(Saved data entries)
/*
 * Copyright 2025 Vijaykumar Singh
 *
 * Licensed under the Apache License, Version 2.0 (the "License");
 * you may not use this file except in compliance with the License.
 * You may obtain a copy of the License at
 *
 *     http://www.apache.org/licenses/LICENSE-2.0
 *
 * Unless required by applicable law or agreed to in writing, software
 * distributed under the License is distributed on an "AS IS" BASIS,
 * WITHOUT WARRANTIES OR CONDITIONS OF ANY KIND, either express or implied.
 * See the License for the specific language governing permissions and
 * limitations under the License.
 */

use serde::{Deserialize, Serialize};
use std::collections::HashSet;
use std::path::Path;

use crate::core::error::ConfigError;
use crate::core::types::EndOfSegmentPolicy;
use crate::features::metric::MetricDefinition;

#[derive(Debug, Clone, Serialize, Deserialize, Default)]
#[serde(default)]
pub struct Config {
    pub build: BuildConfig,
    pub search: SearchConfig,
    pub logging: LoggingConfig,
}

#[derive(Debug, Clone, Serialize, Deserialize)]
#[serde(default)]
pub struct BuildConfig {
    /// Frames per second at which clips are resampled into the binary
    pub sample_rate: f32,
    pub kmeans_attempts: usize,
    pub kmeans_iterations: usize,
    pub seed: u64,
    /// Symmetric perturbation applied when an empty cluster is split off a populated one
    pub cluster_split_epsilon: f32,
    /// Fragments per extraction/encoding job
    pub fragment_chunk_size: usize,
    /// 0 means one worker per logical CPU
    pub worker_threads: usize,
    pub frame_budget_ms: u64,
    /// Boundary handling when trajectory samples run past a segment
    pub end_of_segment: EndOfSegmentPolicy,
    pub metrics: Vec<MetricDefinition>,
}

#[derive(Debug, Clone, Serialize, Deserialize)]
#[serde(default)]
pub struct SearchConfig {
    /// Candidates kept from the approximate scan for exact re-ranking
    pub max_approximate_candidates: usize,
    pub min_trajectory_deviation_margin: f32,
    /// Weight of the trajectory term against the pose term, in `[0, 1]`
    pub trajectory_weight: f32,
    /// Boundary handling when advancing the playing time
    pub end_of_segment: EndOfSegmentPolicy,
    pub parallel_codebooks: bool,
    pub prediction: PredictionConfig,
}

#[derive(Debug, Clone, Serialize, Deserialize)]
#[serde(default)]
pub struct PredictionConfig {
    pub velocity_factor: f32,
    pub rotation_factor: f32,
    pub horizon_seconds: f32,
    pub num_steps: usize,
}

#[derive(Debug, Clone, Serialize, Deserialize)]
#[serde(default)]
pub struct LoggingConfig {
    pub level: String,
}

impl Default for BuildConfig {
    fn default() -> Self {
        Self {
            sample_rate: 30.0,
            kmeans_attempts: 1,
            kmeans_iterations: 25,
            seed: 42,
            cluster_split_epsilon: 1.0 / 1024.0,
            fragment_chunk_size: 256,
            worker_threads: 0,
            frame_budget_ms: 10,
            end_of_segment: EndOfSegmentPolicy::FollowLink,
            metrics: vec![MetricDefinition::default_locomotion()],
        }
    }
}

impl Default for SearchConfig {
    fn default() -> Self {
        Self {
            max_approximate_candidates: 16,
            min_trajectory_deviation_margin: 0.03,
            trajectory_weight: 0.6,
            end_of_segment: EndOfSegmentPolicy::Saturate,
            parallel_codebooks: false,
            prediction: PredictionConfig::default(),
        }
    }
}

impl Default for PredictionConfig {
    fn default() -> Self {
        Self {
            velocity_factor: 5.0,
            rotation_factor: 5.0,
            horizon_seconds: 1.0,
            num_steps: 30,
        }
    }
}

impl Default for LoggingConfig {
    fn default() -> Self {
        Self {
            level: "info".to_string(),
        }
    }
}

impl Config {
    pub fn from_toml_str(content: &str) -> Result<Self, ConfigError> {
        let config: Config = toml::from_str(content)?;
        config.validate()?;
        Ok(config)
    }

    pub fn load<P: AsRef<Path>>(path: P) -> Result<Self, ConfigError> {
        let content = std::fs::read_to_string(path)?;
        Self::from_toml_str(&content)
    }

    pub fn validate(&self) -> Result<(), ConfigError> {
        self.build.validate()?;
        self.search.validate()
    }
}

impl BuildConfig {
    pub fn validate(&self) -> Result<(), ConfigError> {
        if !(self.sample_rate.is_finite() && self.sample_rate > 0.0) {
            return Err(invalid(format!("sample_rate must be positive, got {}", self.sample_rate)));
        }
        if self.kmeans_attempts == 0 || self.kmeans_iterations == 0 {
            return Err(invalid("kmeans_attempts and kmeans_iterations must be at least 1"));
        }
        if !(self.cluster_split_epsilon.is_finite() && self.cluster_split_epsilon > 0.0) {
            return Err(invalid("cluster_split_epsilon must be positive"));
        }
        if self.fragment_chunk_size == 0 {
            return Err(invalid("fragment_chunk_size must be at least 1"));
        }
        if self.metrics.is_empty() {
            return Err(invalid("at least one metric must be defined"));
        }

        let mut names = HashSet::new();
        for metric in &self.metrics {
            if !names.insert(metric.name.as_str()) {
                return Err(invalid(format!("duplicate metric name '{}'", metric.name)));
            }
            metric
                .validate()
                .map_err(|e| ConfigError::Invalid(e.to_string()))?;
        }
        Ok(())
    }

    pub fn effective_worker_threads(&self) -> usize {
        if self.worker_threads == 0 {
            num_cpus::get()
        } else {
            self.worker_threads
        }
    }
}

impl SearchConfig {
    pub fn validate(&self) -> Result<(), ConfigError> {
        if self.max_approximate_candidates == 0 {
            return Err(invalid("max_approximate_candidates must be at least 1"));
        }
        if !(self.min_trajectory_deviation_margin >= 0.0) {
            return Err(invalid("min_trajectory_deviation_margin must be non-negative"));
        }
        if !(0.0..=1.0).contains(&self.trajectory_weight) {
            return Err(invalid(format!(
                "trajectory_weight must be within [0, 1], got {}",
                self.trajectory_weight
            )));
        }
        let prediction = &self.prediction;
        if !(prediction.velocity_factor >= 0.0 && prediction.rotation_factor >= 0.0) {
            return Err(invalid("prediction factors must be non-negative"));
        }
        if !(prediction.horizon_seconds > 0.0) || prediction.num_steps == 0 {
            return Err(invalid("prediction horizon and step count must be positive"));
        }
        Ok(())
    }
}

fn invalid(message: impl Into<String>) -> ConfigError {
    ConfigError::Invalid(message.into())
}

*Exercise*.
All entries are to be copied exactly as they read.

*Task result*.
/*
 * Copyright 2025 Vijaykumar Singh
 *
 * Licensed under the Apache License, Version 2.0 (the "License");
 * you may not use this file except in compliance with the License.
 * You may obtain a copy of the License at
 *
 *     http://www.apache.org/licenses/LICENSE-2.0
 *
 * Unless required by applicable law or agreed to in writing, software
 * distributed under the License is distributed on an "AS IS" BASIS,
 * WITHOUT WARRANTIES OR CONDITIONS OF ANY KIND, either express or implied.
 * See the License for the specific language governing permissions and
 * limitations under the License.
 */

use serde::{Deserialize, Serialize};
use std::collections::HashSet;
use std::path::Path;

use crate::core::error::ConfigError;
use crate::core::types::EndOfSegmentPolicy;
use crate::features::metric::MetricDefinition;

#[derive(Debug, Clone, Serialize, Deserialize, Default)]
#[serde(default)]
pub struct Config {
    pub build: BuildConfig,
    pub search: SearchConfig,
    pub logging: LoggingConfig,
}

#[derive(Debug, Clone, Serialize, Deserialize)]
#[serde(default)]
pub struct BuildConfig {
    /// Frames per second at which clips are resampled into the binary
    pub sample_rate: f32,
    pub kmeans_attempts: usize,
    pub kmeans_iterations: usize,
    pub seed: u64,
    /// Symmetric perturbation applied when an empty cluster is split off a populated one
    pub cluster_split_epsilon: f32,
    /// Fragments per extraction/encoding job
    pub fragment_chunk_size: usize,
    /// 0 means one worker per logical CPU
    pub worker_threads: usize,
    pub frame_budget_ms: u64,
    /// Boundary handling when trajectory samples run past a segment
    pub end_of_segment: EndOfSegmentPolicy,
    pub metrics: Vec<MetricDefinition>,
}

#[derive(Debug, Clone, Serialize, Deserialize)]
#[serde(default)]
pub struct SearchConfig {
    /// Candidates kept from the approximate scan for exact re-ranking
    pub max_approximate_candidates: usize,
    pub min_trajectory_deviation_margin: f32,
    /// Weight of the trajectory term against the pose term, in `[0, 1]`
    pub trajectory_weight: f32,
    /// Boundary handling when advancing the playing time
    pub end_of_segment: EndOfSegmentPolicy,
    pub parallel_codebooks: bool,
    pub prediction: PredictionConfig,
}

#[derive(Debug, Clone, Serialize, Deserialize)]
#[serde(default)]
pub struct PredictionConfig {
    pub velocity_factor: f32,
    pub rotation_factor: f32,
    pub horizon_seconds: f32,
    pub num_steps: usize,
}

#[derive(Debug, Clone, Serialize, Deserialize)]
#[serde(default)]
pub struct LoggingConfig {
    pub level: String,
}

impl Default for BuildConfig {
    fn default() -> Self {
        Self {
            sample_rate: 30.0,
            kmeans_attempts: 1,
            kmeans_iterations: 25,
            seed: 42,
            cluster_split_epsilon: 1.0 / 1024.0,
            fragment_chunk_size: 256,
            worker_threads: 0,
            frame_budget_ms: 10,
            end_of_segment: EndOfSegmentPolicy::FollowLink,
            metrics: vec![MetricDefinition::default_locomotion()],
        }
    }
}

impl Default for SearchConfig {
    fn default() -> Self {
        Self {
            max_approximate_candidates: 16,
            min_trajectory_deviation_margin: 0.03,
            trajectory_weight: 0.6,
            end_of_segment: EndOfSegmentPolicy::Saturate,
            parallel_codebooks: false,
            prediction: PredictionConfig::default(),
        }
    }
}

impl Default for PredictionConfig {
    fn default() -> Self {
        Self {
            velocity_factor: 5.0,
            rotation_factor: 5.0,
            horizon_seconds: 1.0,
            num_steps: 30,
        }
    }
}

impl Default for LoggingConfig {
    fn default() -> Self {
        Self {
            level: "info".to_string(),
        }
    }
}

impl Config {
    pub fn from_toml_str(content: &str) -> Result<Self, ConfigError> {
        let config: Config = toml::from_str(content)?;
        config.validate()?;
        Ok(config)
    }

    pub fn load<P: AsRef<Path>>(path: P) -> Result<Self, ConfigError> {
        let content = std::fs::read_to_string(path)?;
        Self::from_toml_str(&content)
    }

    pub fn validate(&self) -> Result<(), ConfigError> {
        self.build.validate()?;
        self.search.validate()
    }
}

impl BuildConfig {
    pub fn validate(&self) -> Result<(), ConfigError> {
        if !(self.sample_rate.is_finite() && self.sample_rate > 0.0) {
            return Err(invalid(format!("sample_rate must be positive, got {}", self.sample_rate)));
        }
        if self.kmeans_attempts == 0 || self.kmeans_iterations == 0 {
            return Err(invalid("kmeans_attempts and kmeans_iterations must be at least 1"));
        }
        if !(self.cluster_split_epsilon.is_finite() && self.cluster_split_epsilon > 0.0) {
            return Err(invalid("cluster_split_epsilon must be positive"));
        }
        if self.fragment_chunk_size == 0 {
            return Err(invalid("fragment_chunk_size must be at least 1"));
        }
        if self.metrics.is_empty() {
            return Err(invalid("at least one metric must be defined"));
        }

        let mut names = HashSet::new();
        for metric in &self.metrics {
            if !names.insert(metric.name.as_str()) {
                return Err(invalid(format!("duplicate metric name '{}'", metric.name)));
            }
            metric
                .validate()
                .map_err(|e| ConfigError::Invalid(e.to_string()))?;
        }
        Ok(())
    }

    pub fn effective_worker_threads(&self) -> usize {
        if self.worker_threads == 0 {
            num_cpus::get()
        } else {
            self.worker_threads
        }
    }
}

impl SearchConfig {
    pub fn validate(&self) -> Result<(), ConfigError> {
        if self.max_approximate_candidates == 0 {
            return Err(invalid("max_approximate_candidates must be at least 1"));
        }
        if !(self.min_trajectory_deviation_margin >= 0.0) {
            return Err(invalid("min_trajectory_deviation_margin must be non-negative"));
        }
        if !(0.0..=1.0).contains(&self.trajectory_weight) {
            return Err(invalid(format!(
                "trajectory_weight must be within [0, 1], got {}",
                self.trajectory_weight
            )));
        }
        let prediction = &self.prediction;
        if !(prediction.velocity_factor >= 0.0 && prediction.rotation_factor >= 0.0) {
            return Err(invalid("prediction factors must be non-negative"));
        }
        if !(prediction.horizon_seconds > 0.0) || prediction.num_steps == 0 {
            return Err(invalid("prediction horizon and step count must be positive"));
        }
        Ok(())
    }
}

fn invalid(message: impl Into<String>) -> ConfigError {
    ConfigError::Invalid(message.into())
}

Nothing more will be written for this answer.